I find life to be ironic, in that it introduces you to the things you want while keeping them just out of reach. We as humans appear to extract some type of realization or truth from each encounter as we grow and go through life experiences, both good and negative. The difference between us is whether or not we take these realities and turn them into something useful. Choosing to become a nurse was not something I was forced to do. For as long as I can remember, I’ve wanted to be a nurse. My interest in nursing and ambition to become a nurse stems directly from my desire to help others. I want to be a nurse because I enjoy being around people in their time of need and because serving the sick gives me a sense of fulfillment.
‘The ability to interact with our patients on such a personal level is one of the most rewarding components of a nursing job.’ While we frequently meet in terrible situations—being present as people face major health issues or accidents, seeing the moment of birth or the end of life—we rapidly get to know our patients and have the opportunity to play an essential part in their lives.

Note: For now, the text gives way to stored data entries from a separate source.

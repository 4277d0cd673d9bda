//! Runtime module - drives the update loop without a window
//!
//! - `app` - owns the model and keymap, executes side effects
//! - `input` - key script parsing

pub mod app;
pub mod input;

pub use app::App;
pub use input::parse_key_script;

As a nurse, I will make a significant contribution to society. Nurses do a lot more than just administer medicine. As a nurse, you have the potential to make a significant impact in someone’s life. You can give people hope, even if it’s in the midst of their worst hour. After a traumatic diagnosis, nurses frequently advise patients and families, celebrate with them when they receive good news, and become trusted confidantes. My nursing profession will be put to good use by volunteering in my community. When asked what they have done to enhance the health of their community, 74 percent of nurses cited non-work-related activities in a 2017 poll. Health fairs, health-related volunteering, generating or contributing money, and traveling for volunteer work were among the activities.